- Exercise brief -
Copy each line below in which the word "like" occurs.

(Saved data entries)
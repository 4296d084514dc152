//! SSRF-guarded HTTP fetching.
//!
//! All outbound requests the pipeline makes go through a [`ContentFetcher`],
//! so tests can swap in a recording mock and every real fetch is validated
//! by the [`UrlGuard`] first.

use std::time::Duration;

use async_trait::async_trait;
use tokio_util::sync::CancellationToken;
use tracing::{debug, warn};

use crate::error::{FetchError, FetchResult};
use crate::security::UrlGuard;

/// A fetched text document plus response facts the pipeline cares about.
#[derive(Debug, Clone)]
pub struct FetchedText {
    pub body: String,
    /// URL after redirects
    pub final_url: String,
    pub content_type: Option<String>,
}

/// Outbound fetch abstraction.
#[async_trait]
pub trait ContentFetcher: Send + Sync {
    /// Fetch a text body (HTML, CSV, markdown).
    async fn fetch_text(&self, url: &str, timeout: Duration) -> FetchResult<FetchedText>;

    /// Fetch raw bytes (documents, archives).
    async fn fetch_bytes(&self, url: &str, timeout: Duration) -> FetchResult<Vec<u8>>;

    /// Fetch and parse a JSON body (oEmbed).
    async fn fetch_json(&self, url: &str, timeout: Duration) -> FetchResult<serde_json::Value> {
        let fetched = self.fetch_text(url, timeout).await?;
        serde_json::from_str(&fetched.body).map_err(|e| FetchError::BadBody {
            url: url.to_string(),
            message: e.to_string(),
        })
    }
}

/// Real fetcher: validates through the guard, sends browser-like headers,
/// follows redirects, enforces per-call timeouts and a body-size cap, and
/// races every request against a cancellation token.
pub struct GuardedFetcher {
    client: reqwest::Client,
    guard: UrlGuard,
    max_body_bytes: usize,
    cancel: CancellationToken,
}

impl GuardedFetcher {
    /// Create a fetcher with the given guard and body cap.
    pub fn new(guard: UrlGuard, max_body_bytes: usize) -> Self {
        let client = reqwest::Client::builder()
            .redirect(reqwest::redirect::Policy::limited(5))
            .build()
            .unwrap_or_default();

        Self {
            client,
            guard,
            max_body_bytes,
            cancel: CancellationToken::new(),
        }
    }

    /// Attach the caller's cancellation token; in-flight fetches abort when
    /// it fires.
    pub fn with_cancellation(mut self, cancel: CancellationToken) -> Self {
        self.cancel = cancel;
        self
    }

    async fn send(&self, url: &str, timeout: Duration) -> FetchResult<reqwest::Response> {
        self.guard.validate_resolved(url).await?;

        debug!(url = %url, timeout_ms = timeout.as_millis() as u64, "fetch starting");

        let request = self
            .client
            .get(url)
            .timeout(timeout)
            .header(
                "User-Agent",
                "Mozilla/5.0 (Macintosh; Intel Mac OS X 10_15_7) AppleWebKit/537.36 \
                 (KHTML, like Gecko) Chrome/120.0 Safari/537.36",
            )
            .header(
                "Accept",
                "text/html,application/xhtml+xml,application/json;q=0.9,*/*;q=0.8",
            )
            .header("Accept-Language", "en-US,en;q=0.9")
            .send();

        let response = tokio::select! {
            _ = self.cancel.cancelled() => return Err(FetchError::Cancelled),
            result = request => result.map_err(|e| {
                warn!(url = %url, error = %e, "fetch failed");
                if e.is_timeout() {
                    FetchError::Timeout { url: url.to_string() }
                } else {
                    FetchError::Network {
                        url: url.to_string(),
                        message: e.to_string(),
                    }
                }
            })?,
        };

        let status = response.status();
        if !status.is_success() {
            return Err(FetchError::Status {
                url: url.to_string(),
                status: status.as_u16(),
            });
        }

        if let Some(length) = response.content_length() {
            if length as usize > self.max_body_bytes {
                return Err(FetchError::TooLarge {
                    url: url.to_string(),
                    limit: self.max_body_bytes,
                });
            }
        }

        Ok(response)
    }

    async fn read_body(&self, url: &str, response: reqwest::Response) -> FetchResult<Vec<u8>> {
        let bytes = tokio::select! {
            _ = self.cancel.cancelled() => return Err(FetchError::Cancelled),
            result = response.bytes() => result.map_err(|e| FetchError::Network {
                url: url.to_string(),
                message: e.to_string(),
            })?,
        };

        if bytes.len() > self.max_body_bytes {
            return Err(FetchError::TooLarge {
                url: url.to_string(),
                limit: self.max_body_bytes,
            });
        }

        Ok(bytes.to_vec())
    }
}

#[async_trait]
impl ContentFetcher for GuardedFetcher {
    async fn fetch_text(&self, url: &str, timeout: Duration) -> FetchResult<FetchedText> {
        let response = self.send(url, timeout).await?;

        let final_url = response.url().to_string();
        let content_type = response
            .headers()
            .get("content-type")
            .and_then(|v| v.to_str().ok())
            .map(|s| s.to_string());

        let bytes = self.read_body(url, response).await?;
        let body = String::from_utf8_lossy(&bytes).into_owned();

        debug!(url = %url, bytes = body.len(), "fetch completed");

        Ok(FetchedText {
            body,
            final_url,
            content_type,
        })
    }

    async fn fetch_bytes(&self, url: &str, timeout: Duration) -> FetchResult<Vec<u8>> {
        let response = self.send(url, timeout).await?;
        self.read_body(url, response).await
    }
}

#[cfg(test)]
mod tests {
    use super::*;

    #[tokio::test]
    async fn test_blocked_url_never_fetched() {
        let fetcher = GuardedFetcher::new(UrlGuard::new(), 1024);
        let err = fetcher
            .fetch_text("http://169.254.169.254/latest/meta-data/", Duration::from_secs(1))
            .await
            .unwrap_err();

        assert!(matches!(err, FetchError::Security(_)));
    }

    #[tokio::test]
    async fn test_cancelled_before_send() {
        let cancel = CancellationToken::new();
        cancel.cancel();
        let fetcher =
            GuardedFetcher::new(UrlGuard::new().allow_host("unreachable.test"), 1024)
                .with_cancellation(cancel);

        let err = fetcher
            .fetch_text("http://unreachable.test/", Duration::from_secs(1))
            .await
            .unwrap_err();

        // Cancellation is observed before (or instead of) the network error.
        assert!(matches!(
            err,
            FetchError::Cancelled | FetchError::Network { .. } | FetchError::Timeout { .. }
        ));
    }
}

- Result -
/// Real fetcher: validates through the guard, sends browser-like headers,
                 (KHTML, like Gecko) Chrome/120.0 Safari/537.36",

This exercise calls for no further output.